No despacho ministerial, foi anexado o parecer da procuradoria que vai ainda mais longe a respeito da “natureza Jurídica das Decisões do Conselho”. “As decisões do Conselho de Contribuintes, não restam dúvidas, revestem-se da natureza de ato administrativo, porquanto emanam da manifestação unilateral de vontade da Administração Pública visando a constituir, resguardar, conservar ou extinguir direitos, e impor obrigações a si própria ou a terceiros”, afirma o próprio parecer.

Os procuradores, contudo, entenderam que isto não é motivo suficiente para negar à mesma Administração Pública o direito de recorrer ao Judiciário após decisão contrária a si. “Ato este que, segundo a doutrina de Hely Lopes Meirelles, classifica-se como simples, porque resultante da manifestação de vontade de um único órgão, unipessoal ou colegiado. Ou seja, ‘tanto é ato administrativo simples o despacho de um chefe de seção como a decisão de um conselho de contribuintes’”, acrescenta o parecer.

A novidade pode ser ainda vista e utilizada como uma medida protelatória. “Assim, mesmo sabendo que está errada, a União poderá recorrer ao Judiciário para retardar o reconhecimento de um crédito ou adiar ao máximo o pagamento de restituições”, comenta Nonô.

Outro problema seria a possibilidade de disseminação. “Embora a decisão seja válida apenas para tributos federais, pode ser apenas uma questão de tempo até que os municípios e estados adotem o mesmo procedimento. E sabemos a dificuldade que alguns estados têm em assumir e pagar suas dívidas com contribuintes -mesmo os débitos já decididos judicialmente e computados na fila de precatórios. Nesse quadro, uma medida que possa protelar ainda mais esses resultados poderá vir bem a calhar para os governos”, conclui Nonô.

Mais uma saída

A medida vem sendo interpretada como mais uma saída, ou solução, estratégica para a União em questões tributárias. Há poucos meses o setor empresarial vinha reclamando que a Receita estava pulando o processo administrativo — não dando aos contribuintes o direito de defesa administrativa — e indo direto para a reclamação judicial.
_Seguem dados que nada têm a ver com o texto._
use anyhow::Result;
use chrono::NaiveDate;

use engilife_lib::flashcards::algorithm::{format_interval, preview_intervals};
use engilife_lib::flashcards::Quality;

use crate::app::App;
use crate::render::terminal::{paint, schedule_label, Color};
use crate::OutputFormat;

pub fn run(
    app: &mut App,
    card_query: &str,
    quality: &str,
    today: NaiveDate,
    format: &OutputFormat,
    use_color: bool,
) -> Result<()> {
    let quality: Quality = quality.parse()?;
    let card = app.find_card(card_query)?;
    let updated = app.repo.review(&card.id, quality, today)?;

    match format {
        OutputFormat::Json => println!("{}", serde_json::to_string_pretty(&updated)?),
        OutputFormat::Plain => {
            println!("{}", paint(&updated.question, Color::BOLD, use_color));
            println!("  {}", updated.answer);
            if let Some(due) = updated.due_date() {
                println!(
                    "Next review {} ({})",
                    due,
                    format_interval(updated.interval().unwrap_or(0))
                );
            }
            println!(
                "Ease {:.2}, {}",
                updated.ease_factor,
                schedule_label(&updated, today, use_color)
            );
        }
    }

    Ok(())
}

pub fn run_preview(app: &App, card_query: &str, today: NaiveDate, format: &OutputFormat) -> Result<()> {
    let card = app.find_card(card_query)?;
    let intervals = preview_intervals(&card, today, app.repo.config());

    match format {
        OutputFormat::Json => {
            let output: serde_json::Map<String, serde_json::Value> = Quality::ALL
                .iter()
                .zip(intervals)
                .map(|(q, days)| (q.to_string(), serde_json::json!(days)))
                .collect();
            println!("{}", serde_json::to_string_pretty(&output)?);
        }
        OutputFormat::Plain => {
            println!("{}", card.question);
            for (quality, days) in Quality::ALL.iter().zip(intervals) {
                println!("  {:<7} {}", quality.as_str(), format_interval(days));
            }
        }
    }

    Ok(())
}
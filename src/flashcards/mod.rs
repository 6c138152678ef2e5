//! Flashcard and spaced repetition system for EngiLife
//!
//! This module provides:
//! - Flashcard models with an explicit unreviewed/reviewed state
//! - The review scheduler (interval, ease factor, due date, mastery)
//! - A card repository over notes, mirrored to a key-value store

pub mod algorithm;
mod errors;
pub mod models;
pub mod repository;

pub use algorithm::SchedulerConfig;
pub use errors::{FlashcardError, Result};
pub use models::*;
pub use repository::{CardRepository, NOTES_KEY};
use std::path::Path;

use anyhow::{bail, Context, Result};

use engilife_lib::config::Config;
use engilife_lib::flashcards::{CardRepository, Flashcard};
use engilife_lib::notes::Note;
use engilife_lib::storage::FileStore;

/// Shared application state for CLI commands
pub struct App {
    pub repo: CardRepository<FileStore>,
}

impl App {
    /// Initialize from config, optionally overriding the data directory
    pub fn new(data_dir: Option<&Path>) -> Result<Self> {
        let config = Config::load().context("Failed to load config")?;

        let data_dir = match data_dir {
            Some(dir) => dir.to_path_buf(),
            None => config.data_dir().context("Failed to get data directory")?,
        };

        let store = FileStore::new(data_dir);
        let repo = CardRepository::load(store, config.scheduler)
            .context("Failed to load notes")?;

        Ok(Self { repo })
    }

    /// Find a note by id or title (case-insensitive prefix match)
    pub fn find_note(&self, query: &str) -> Result<Note> {
        let notes = self.repo.notes();
        let query_lower = query.to_lowercase();

        // Exact match first
        if let Some(note) = notes
            .iter()
            .find(|n| n.id == query || n.title.to_lowercase() == query_lower)
        {
            return Ok(note.clone());
        }

        // Prefix match
        let matches: Vec<&Note> = notes
            .iter()
            .filter(|n| n.id.starts_with(query) || n.title.to_lowercase().starts_with(&query_lower))
            .collect();

        match matches.len() {
            0 => bail!("No note matching '{}'. Available notes:\n{}", query,
                notes.iter().map(|n| format!("  - {}", n.title)).collect::<Vec<_>>().join("\n")),
            1 => Ok(matches[0].clone()),
            _ => bail!("Ambiguous note '{}'. Matches:\n{}", query,
                matches.iter().map(|n| format!("  - {} ({})", n.title, n.id)).collect::<Vec<_>>().join("\n")),
        }
    }

    /// Find a card by id (prefix match)
    pub fn find_card(&self, query: &str) -> Result<Flashcard> {
        if let Ok(card) = self.repo.get(query) {
            return Ok(card.clone());
        }

        let matches: Vec<&Flashcard> = self.repo.cards().filter(|c| c.id.starts_with(query)).collect();

        match matches.len() {
            0 => bail!("No card with id '{}'", query),
            1 => Ok(matches[0].clone()),
            _ => bail!("Ambiguous card id '{}'. Matches:\n{}", query,
                matches.iter().map(|c| format!("  - {} {}", c.id, c.question)).collect::<Vec<_>>().join("\n")),
        }
    }
}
De acordo com depoimento da advogada Denise Aquino Costa, do Martinelli Advocacia Empresarial, em março deste ano, os contribuintes estariam tomando conhecimento de supostos débitos com a Receita quando na solicitação de Certidão Negativa de Débito (CND) ou após receber os Avisos de Cobrança emitidos pela Procuradoria de Fazenda.

Estariam sendo cobradas dívidas tributárias relativas a 1999, muitas vezes inexistentes, já em esfera judicial. O órgão fazendário não estaria mais expedindo Autos de Infração para que as empresas possam ver se as “inconsistências” apontadas são, de fato, verdadeiras. A medida seria uma forma de evitar que prescrevesse o prazo máximo legal de cinco anos para rever lançamentos.